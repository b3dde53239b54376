//! Input tree conventions: where modes and personas live and how paths map
//! to mode slugs and persona roots.
//!
//! All paths here are relative to the input root and `/`-separated.

#[derive(Debug, Clone, PartialEq, Eq)]
pub struct Layout {
    pub modes_dir: String,
    pub personas_dir: String,
    /// Document extension without the leading dot.
    pub extension: String,
}

impl Default for Layout {
    fn default() -> Self {
        Self {
            modes_dir: "modes".to_string(),
            personas_dir: "personas".to_string(),
            extension: "md".to_string(),
        }
    }
}

impl Layout {
    /// Mode slug for a document under the modes directory.
    ///
    /// `modes/team/review.md` -> `team/review`.
    pub fn mode_slug(&self, path: &str) -> Option<String> {
        let rest = strip_dir(path, &self.modes_dir)?;
        let suffix = format!(".{}", self.extension);
        let slug = rest.strip_suffix(&suffix).unwrap_or(rest);
        (!slug.is_empty()).then(|| slug.to_string())
    }

    /// Input-relative directory for persona root segments.
    ///
    /// Empty segments select the personas directory itself.
    pub fn persona_root_path(&self, segments: &[String]) -> String {
        let mut path = self.personas_dir.clone();
        for segment in segments {
            path.push('/');
            path.push_str(segment);
        }
        path
    }
}

/// Strip `dir/` from the front of `path`.
pub fn strip_dir<'a>(path: &'a str, dir: &str) -> Option<&'a str> {
    path.strip_prefix(dir)?.strip_prefix('/')
}

/// Path segments of `path`.
pub fn segments(path: &str) -> Vec<&str> {
    path.split('/').filter(|segment| !segment.is_empty()).collect()
}

#[cfg(test)]
mod tests {
    use super::*;

    #[test]
    fn mode_slug_strips_dir_and_extension() {
        let layout = Layout::default();
        assert_eq!(layout.mode_slug("modes/review.md"), Some("review".to_string()));
        assert_eq!(
            layout.mode_slug("modes/team/review.md"),
            Some("team/review".to_string())
        );
        assert_eq!(layout.mode_slug("modesx/review.md"), None);
        assert_eq!(layout.mode_slug("personas/react.md"), None);
    }

    #[test]
    fn persona_root_path_joins_segments() {
        let layout = Layout::default();
        assert_eq!(layout.persona_root_path(&[]), "personas");
        assert_eq!(
            layout.persona_root_path(&["frontend".to_string(), "web".to_string()]),
            "personas/frontend/web"
        );
    }

    #[test]
    fn strip_dir_requires_separator() {
        assert_eq!(strip_dir("personas/web/a.md", "personas"), Some("web/a.md"));
        assert_eq!(strip_dir("personas2/a.md", "personas"), None);
    }
}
- - -
● Work item
Please write out the data again exactly as it stands.

● Result
repository b3dde53239b54376
//! Input tree conventions: where modes and personas live and how paths map
//! to mode slugs and persona roots.
//!
//! All paths here are relative to the input root and `/`-separated.

#[derive(Debug, Clone, PartialEq, Eq)]
pub struct Layout {
    pub modes_dir: String,
    pub personas_dir: String,
    /// Document extension without the leading dot.
    pub extension: String,
}

impl Default for Layout {
    fn default() -> Self {
        Self {
            modes_dir: "modes".to_string(),
            personas_dir: "personas".to_string(),
            extension: "md".to_string(),
        }
    }
}

impl Layout {
    /// Mode slug for a document under the modes directory.
    ///
    /// `modes/team/review.md` -> `team/review`.
    pub fn mode_slug(&self, path: &str) -> Option<String> {
        let rest = strip_dir(path, &self.modes_dir)?;
        let suffix = format!(".{}", self.extension);
        let slug = rest.strip_suffix(&suffix).unwrap_or(rest);
        (!slug.is_empty()).then(|| slug.to_string())
    }

    /// Input-relative directory for persona root segments.
    ///
    /// Empty segments select the personas directory itself.
    pub fn persona_root_path(&self, segments: &[String]) -> String {
        let mut path = self.personas_dir.clone();
        for segment in segments {
            path.push('/');
            path.push_str(segment);
        }
        path
    }
}

/// Strip `dir/` from the front of `path`.
pub fn strip_dir<'a>(path: &'a str, dir: &str) -> Option<&'a str> {
    path.strip_prefix(dir)?.strip_prefix('/')
}

/// Path segments of `path`.
pub fn segments(path: &str) -> Vec<&str> {
    path.split('/').filter(|segment| !segment.is_empty()).collect()
}

#[cfg(test)]
mod tests {
    use super::*;

    #[test]
    fn mode_slug_strips_dir_and_extension() {
        let layout = Layout::default();
        assert_eq!(layout.mode_slug("modes/review.md"), Some("review".to_string()));
        assert_eq!(
            layout.mode_slug("modes/team/review.md"),
            Some("team/review".to_string())
        );
        assert_eq!(layout.mode_slug("modesx/review.md"), None);
        assert_eq!(layout.mode_slug("personas/react.md"), None);
    }

    #[test]
    fn persona_root_path_joins_segments() {
        let layout = Layout::default();
        assert_eq!(layout.persona_root_path(&[]), "personas");
        assert_eq!(
            layout.persona_root_path(&["frontend".to_string(), "web".to_string()]),
            "personas/frontend/web"
        );
    }

    #[test]
    fn strip_dir_requires_separator() {
        assert_eq!(strip_dir("personas/web/a.md", "personas"), Some("web/a.md"));
        assert_eq!(strip_dir("personas2/a.md", "personas"), None);
    }
}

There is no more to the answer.